The web should bump up the tip count, he thinks, especially as it
becomes better known. He mentions the web tips address,
www.crimestop-gb.org ,when speaking at schools particularly.

Rutherford says the web tips allow the chance for continuing
correspondence with a tipster. Follow-up questions can be posted,
which the tipster may answer.

Some people may feel more comfortable sending tips via the Internet
because then Crime Stoppers staff have no opportunity to identify them
by their voice. Rutherford said the web tips are received via a secure
server.

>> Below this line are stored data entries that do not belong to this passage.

//! Domain ports and supporting types for the hexagonal boundary.

mod macros;
pub(crate) use macros::define_port_error;

mod identity_repository;
mod part_repository;
mod password_hasher;
mod store_error;
mod ticket_repository;
mod token_service;

#[cfg(test)]
pub use identity_repository::MockIdentityRepository;
pub use identity_repository::{
    IdentityRepository, duplicate_email, duplicate_phone, identity_not_found,
};
#[cfg(test)]
pub use part_repository::MockPartRepository;
pub use part_repository::{PartRepository, duplicate_part_name, part_in_use, part_not_found};
#[cfg(test)]
pub use password_hasher::MockPasswordHasher;
pub use password_hasher::{PasswordHashError, PasswordHasher};
pub use store_error::StoreError;
#[cfg(test)]
pub use ticket_repository::MockTicketRepository;
pub use ticket_repository::{
    PartsOutcome, TicketRepository, TicketScope, ticket_not_found, unknown_customer,
    unknown_mechanics, unknown_part,
};
#[cfg(test)]
pub use token_service::MockTokenService;
pub use token_service::{TokenError, TokenService};
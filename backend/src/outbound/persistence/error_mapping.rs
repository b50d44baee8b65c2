//! Translation of pool and Diesel failures into domain errors.

use diesel::result::{DatabaseErrorKind, Error as DieselError};
use tracing::{debug, warn};

use crate::domain::Error;
use crate::domain::ports::{StoreError, duplicate_email, duplicate_phone, duplicate_part_name};

use super::pool::PoolError;

pub(crate) fn map_pool_error(error: PoolError) -> Error {
    StoreError::from(error).into()
}

/// Map a Diesel failure, recognising the named unique constraints from the
/// migrations so duplicates surface as field-level validation errors.
pub(crate) fn map_diesel_error(error: DieselError) -> Error {
    match &error {
        DieselError::DatabaseError(kind, info) => {
            debug!(
                ?kind,
                message = info.message(),
                constraint = info.constraint_name(),
                "diesel operation failed"
            );
        }
        _ => debug!(error = %error, "diesel operation failed"),
    }

    match error {
        DieselError::DatabaseError(DatabaseErrorKind::UniqueViolation, info) => {
            map_unique_violation(info.constraint_name())
        }
        DieselError::DatabaseError(DatabaseErrorKind::ForeignKeyViolation, info) => {
            warn!(
                constraint = info.constraint_name(),
                "foreign key violation escaped the reference checks"
            );
            Error::conflict("Referenced record changed concurrently")
        }
        DieselError::DatabaseError(DatabaseErrorKind::ClosedConnection, info) => {
            StoreError::connection(info.message().to_owned()).into()
        }
        DieselError::DatabaseError(_, info) => StoreError::query(info.message().to_owned()).into(),
        other => StoreError::query(other.to_string()).into(),
    }
}

fn map_unique_violation(constraint: Option<&str>) -> Error {
    match constraint {
        Some("customers_email_key" | "mechanics_email_key") => duplicate_email(),
        Some("customers_phone_key" | "mechanics_phone_key") => duplicate_phone(),
        Some("parts_name_key") => duplicate_part_name(),
        other => {
            warn!(constraint = other, "unrecognised unique violation");
            Error::conflict("Record already exists")
        }
    }
}

/// Error type threaded through Diesel transactions.
///
/// Diesel rolls back whenever the closure returns `Err`, so domain rule
/// failures travel in [`TxError::Domain`] to abort the transaction without
/// being mistaken for database faults.
#[derive(Debug)]
pub(crate) enum TxError {
    Diesel(DieselError),
    Domain(Error),
}

impl From<DieselError> for TxError {
    fn from(error: DieselError) -> Self {
        Self::Diesel(error)
    }
}

impl From<Error> for TxError {
    fn from(error: Error) -> Self {
        Self::Domain(error)
    }
}

impl From<TxError> for Error {
    fn from(error: TxError) -> Self {
        match error {
            TxError::Diesel(error) => map_diesel_error(error),
            TxError::Domain(error) => error,
        }
    }
}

Tips could even be sent while vacationing in Australia about
matters in Grey- Bruce, if tipsters wished, he said.

But the down side is it's harder to assess credibility over the
Internet and you can't necessarily question the tipster like you can
when they phone, Rutherford said.

About 75 per cent of tips are drug-related but Crime Stoppers pays out
for all kinds of tips, including concerns about child welfare, which
are sent on to the Children's Aid Society, environmental concerns,
which go to the Ministry of the Environment, and wildlife concerns
such as poaching, which are handed to the Ministry of Natural Resources.

The Crime Stoppers program has existed for 30 years. It was
established by a Canadian-born man in Albuquerque, N. M. -- a police
officer who took it upon himself to broadcast a re-enactment of a
crime and offer a reward of his own money. He solved the crime. The
broadcast also produced tips about other crimes and so Crime Stoppers
was born.

More than 1,200 programs in 24 countries have helped seize drugs and
recover stolen property worth more than $8.5 billion. Locally more
than $31 million in drugs and property has been recovered since 1987.